Traditional open nephrectomy. This operation takes about two to three hours to complete and the person remains in hospital for four to six days afterward. Six to twelve weeks are needed for full recovery, although the individual may return to work after four to six weeks if their job is fairly sedentary and does not require heavy lifting or physical activity.

Laparoscopic nephrectomy. This is sometimes also called “keyhole surgery”. The operation takes about three to four hours, followed by a hospital stay of three to four days. The individual can usually return to work and a normal routine in three to four weeks, although if their work involves heavy lifting, the recovery time may be extended.
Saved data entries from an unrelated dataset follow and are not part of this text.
//! CLI entry point.
//!
//! # Responsibility
//! - Provide a minimal probe verifying `manuscript_core` linkage.
//! - Render one project's document tree from a cache database file.
//!
//! Usage:
//! - `manuscript_cli` prints ping and version.
//! - `manuscript_cli tree <db_path> <project_uuid>` prints the tree.
//!
//! `MANUSCRIPT_CONFIG` names a JSON engine config file; its `log_level` and
//! `log_dir` drive file logging. `MANUSCRIPT_LOG_DIR` overrides `log_dir`.

use log::info;
use manuscript_core::db::open_db;
use manuscript_core::{
    init_logging_from_config, load_config, CacheStore, EngineConfig, SqliteCacheStore, TreeIndex,
    ViewState,
};
use std::process::ExitCode;
use uuid::Uuid;

fn main() -> ExitCode {
    let config = match engine_config() {
        Ok(config) => config,
        Err(message) => {
            eprintln!("error: {message}");
            return ExitCode::FAILURE;
        }
    };
    if let Err(err) = init_logging_from_config(&config) {
        eprintln!("logging disabled: {err}");
    }

    let args: Vec<String> = std::env::args().skip(1).collect();
    match args.as_slice() {
        [] => {
            println!("manuscript_core ping={}", manuscript_core::ping());
            println!("manuscript_core version={}", manuscript_core::core_version());
            ExitCode::SUCCESS
        }
        [command, db_path, project] if command == "tree" => match print_tree(db_path, project) {
            Ok(()) => ExitCode::SUCCESS,
            Err(message) => {
                eprintln!("error: {message}");
                ExitCode::FAILURE
            }
        },
        _ => {
            eprintln!("usage: manuscript_cli [tree <db_path> <project_uuid>]");
            ExitCode::from(2)
        }
    }
}

fn engine_config() -> Result<EngineConfig, String> {
    let mut config = match std::env::var("MANUSCRIPT_CONFIG") {
        Ok(path) => load_config(&path).map_err(|err| err.to_string())?,
        Err(_) => EngineConfig::default(),
    };
    if let Ok(log_dir) = std::env::var("MANUSCRIPT_LOG_DIR") {
        config.log_dir = Some(log_dir);
    }
    Ok(config)
}

fn print_tree(db_path: &str, project: &str) -> Result<(), String> {
    let project_id =
        Uuid::parse_str(project).map_err(|err| format!("invalid project id `{project}`: {err}"))?;
    let conn = open_db(db_path).map_err(|err| err.to_string())?;
    let store = SqliteCacheStore::try_new(conn).map_err(|err| err.to_string())?;
    let project = store
        .get_project(project_id)
        .map_err(|err| err.to_string())?
        .ok_or_else(|| format!("project not found: {project_id}"))?;
    let nodes = store
        .list_project_nodes(project_id)
        .map_err(|err| err.to_string())?;

    let index = TreeIndex::build(&nodes);
    let mut view = ViewState::default();
    for node in nodes.iter().filter(|node| node.is_container()) {
        view.expand(node.id);
    }

    println!("{} [{}]", project.title, project.sync_status.as_str());
    for row in index.visible_rows(&view) {
        println!(
            "{}{} ({}, {} words)",
            "  ".repeat(row.depth + 1),
            row.node.title,
            row.node.kind,
            index.aggregate_word_count(row.node.id)
        );
    }
    info!(
        "event=cli_tree module=cli status=ok project_id={project_id} node_count={}",
        nodes.len()
    );
    Ok(())
}
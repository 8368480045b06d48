//! Server-side authority over the document hierarchy.
//!
//! # Responsibility
//! - Resolve node keys, authorize the acting principal and re-validate every
//!   structural mutation independently of the client.
//! - Write the cache store, then mirror the change to the external store.
//! - Expose delete pre-checks, tree listings and on-demand sync.
//!
//! # Invariants
//! - The cache write must succeed or the request fails.
//! - A mirror failure never reverts a committed cache write; it is logged and,
//!   in inline mode, returned as a warning.
//! - Writes touching a node are serialized per node id.
//! - Moves go through the parent-guarded update, so a concurrent move of the
//!   same node yields `Conflict` instead of a lost update.

use crate::config::{ConfigError, EngineConfig, MirrorMode};
use crate::error::{InvalidMoveReason, TreeError, TreeResult};
use crate::external::{bounded, DocumentFields, ExternalStore, ExternalStoreError};
use crate::model::document::{
    count_words, now_epoch_ms, ChildSummary, DocumentKind, DocumentNode, DocumentStatus, NodeId,
    NodeKey, ProjectId,
};
use crate::model::project::{Principal, Project};
use crate::repo::cache_store::{CacheStore, NewProject, ParentUpdate};
use crate::service::node_locks::NodeLocks;
use crate::service::sync_driver::{SyncDriver, SyncReport};
use crate::tree::index::TreeIndex;
use crate::tree::planner::{normalize_title, plan_create, plan_delete, plan_move, CreateRequest};
use log::{info, warn};
use std::collections::HashMap;
use std::fmt::{Display, Formatter};
use std::sync::Arc;
use std::time::Duration;

const MOVE_LOCK_ATTEMPTS: usize = 4;

/// Non-fatal mirror failure attached to a successful response.
#[derive(Debug, Clone, PartialEq, Eq)]
pub struct MirrorWarning {
    pub node_id: NodeId,
    pub operation: &'static str,
    pub message: String,
}

impl Display for MirrorWarning {
    fn fmt(&self, f: &mut Formatter<'_>) -> std::fmt::Result {
        write!(
            f,
            "external mirror `{}` failed for {}: {}",
            self.operation, self.node_id, self.message
        )
    }
}

/// Canonical result of a mutation plus any mirror warnings.
#[derive(Debug, Clone, PartialEq, Eq)]
pub struct Applied<T> {
    pub value: T,
    pub warnings: Vec<MirrorWarning>,
}

impl<T> Applied<T> {
    fn clean(value: T) -> Self {
        Self {
            value,
            warnings: Vec::new(),
        }
    }
}

/// Result of a subtree delete.
#[derive(Debug, Clone, PartialEq, Eq)]
pub struct DeleteOutcome {
    pub node_id: NodeId,
    /// Number of cache rows removed, target included.
    pub deleted_count: usize,
    /// Removed ids, deepest first.
    pub removed: Vec<NodeId>,
}

/// Delete pre-check. `can_delete` holds iff there are no direct children.
#[derive(Debug, Clone, PartialEq, Eq)]
pub struct CanDelete {
    pub can_delete: bool,
    pub child_count: usize,
    pub children: Vec<ChildSummary>,
}

/// Partial descriptive update. `None` leaves a field unchanged.
#[derive(Debug, Clone, Default, PartialEq, Eq)]
pub struct MetadataPatch {
    pub title: Option<String>,
    pub synopsis: Option<String>,
    pub tags: Option<Vec<String>>,
    pub status: Option<DocumentStatus>,
    pub include_in_compile: Option<bool>,
}

impl MetadataPatch {
    pub fn is_empty(&self) -> bool {
        *self == Self::default()
    }
}

/// One project's forest with aggregate word counts.
#[derive(Debug, Clone, PartialEq, Eq)]
pub struct ProjectTree {
    pub project: Project,
    pub nodes: Vec<DocumentNode>,
    /// Own plus descendant word counts per node.
    pub word_totals: HashMap<NodeId, u64>,
}

/// Document as the cache held it when its create was mirrored.
#[derive(Debug, Clone)]
struct PendingCreate {
    node_id: NodeId,
    title: String,
    kind: DocumentKind,
    parent_ref: String,
}

/// External write derived from a committed cache change.
#[derive(Debug, Clone)]
enum MirrorOp {
    Create(PendingCreate),
    Update {
        node_id: NodeId,
        document_ref: String,
        fields: DocumentFields,
    },
    Delete {
        node_id: NodeId,
        document_refs: Vec<String>,
    },
}

impl MirrorOp {
    fn node_id(&self) -> NodeId {
        match self {
            Self::Create(create) => create.node_id,
            Self::Update { node_id, .. } | Self::Delete { node_id, .. } => *node_id,
        }
    }

    fn operation(&self) -> &'static str {
        match self {
            Self::Create(create) if create.kind.is_container() => "create_container",
            Self::Create(_) => "create_leaf_document",
            Self::Update { .. } => "update_document",
            Self::Delete { .. } => "delete_document",
        }
    }
}

/// Hierarchy service facade over one cache store and one external store.
pub struct ReconciliationService<C: CacheStore + 'static> {
    cache: Arc<C>,
    external: Arc<dyn ExternalStore>,
    config: EngineConfig,
    locks: NodeLocks,
    sync: SyncDriver<C>,
}
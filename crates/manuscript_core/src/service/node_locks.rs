//! Per-node write serialization.
//!
//! # Invariants
//! - Two holders of the same node id never run concurrently.
//! - Guards for several ids are always taken in ascending id order, so
//!   overlapping multi-node acquisitions cannot deadlock.
//! - Idle entries are pruned on the next acquisition.
//! - Clones share one registry.

use crate::model::document::NodeId;
use std::collections::HashMap;
use std::sync::{Arc, Mutex};
use tokio::sync::{Mutex as AsyncMutex, OwnedMutexGuard};

/// Guard set returned by [`NodeLocks::acquire`]. Releases on drop.
pub struct NodeGuard {
    _guards: Vec<OwnedMutexGuard<()>>,
}

/// Registry of async mutexes keyed by node id.
#[derive(Clone, Default)]
pub struct NodeLocks {
    slots: Arc<Mutex<HashMap<NodeId, Arc<AsyncMutex<()>>>>>,
}

impl NodeLocks {
    pub fn new() -> Self {
        Self::default()
    }

    /// Waits until every id in `ids` is free and holds them all.
    pub async fn acquire(&self, ids: &[NodeId]) -> NodeGuard {
        let mut ordered = ids.to_vec();
        ordered.sort_unstable();
        ordered.dedup();

        let slots = self.slots_for(&ordered);
        let mut guards = Vec::with_capacity(slots.len());
        for slot in slots {
            guards.push(slot.lock_owned().await);
        }
        NodeGuard { _guards: guards }
    }

    /// Number of ids with a live registry entry.
    pub fn tracked(&self) -> usize {
        self.slots
            .lock()
            .map(|slots| slots.len())
            .unwrap_or_default()
    }

    fn slots_for(&self, ordered: &[NodeId]) -> Vec<Arc<AsyncMutex<()>>> {
        // Poisoning needs a panic while holding a plain map lock; keep serving.
        let mut slots = self
            .slots
            .lock()
            .unwrap_or_else(|poisoned| poisoned.into_inner());
        slots.retain(|_, slot| Arc::strong_count(slot) > 1);
        ordered
            .iter()
            .map(|id| Arc::clone(slots.entry(*id).or_default()))
            .collect()
    }
}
The advantages of the laparoscopic procedure are a smaller incision, less pain and scarring, a shorter hospital stay and quicker recovery for the donor.

Follow-up care. The donor sees the surgeon again about two weeks after the surgery, and other members of the healthcare team (such as nephrologists, nurses, social worker, etc.) about six to nine weeks after the surgery. Blood and urine tests will be done to make sure the remaining kidney is working well.

All donors should be followed on a yearly basis for blood pressure, urine and blood tests. These annual checkups can be arranged through the donor’s family doctor or through the transplant center. Donors should also adopt a healthy lifestyle and maintain an appropriate weight to promote long-term health.

A few general precautions. In general, donors should avoid rough contact sports (such as football and hockey) that could damage the remaining kidney. Pregnancy should be postponed for at least six months after the surgery. The donor should continue to have an annual physical exam including blood and urine tests.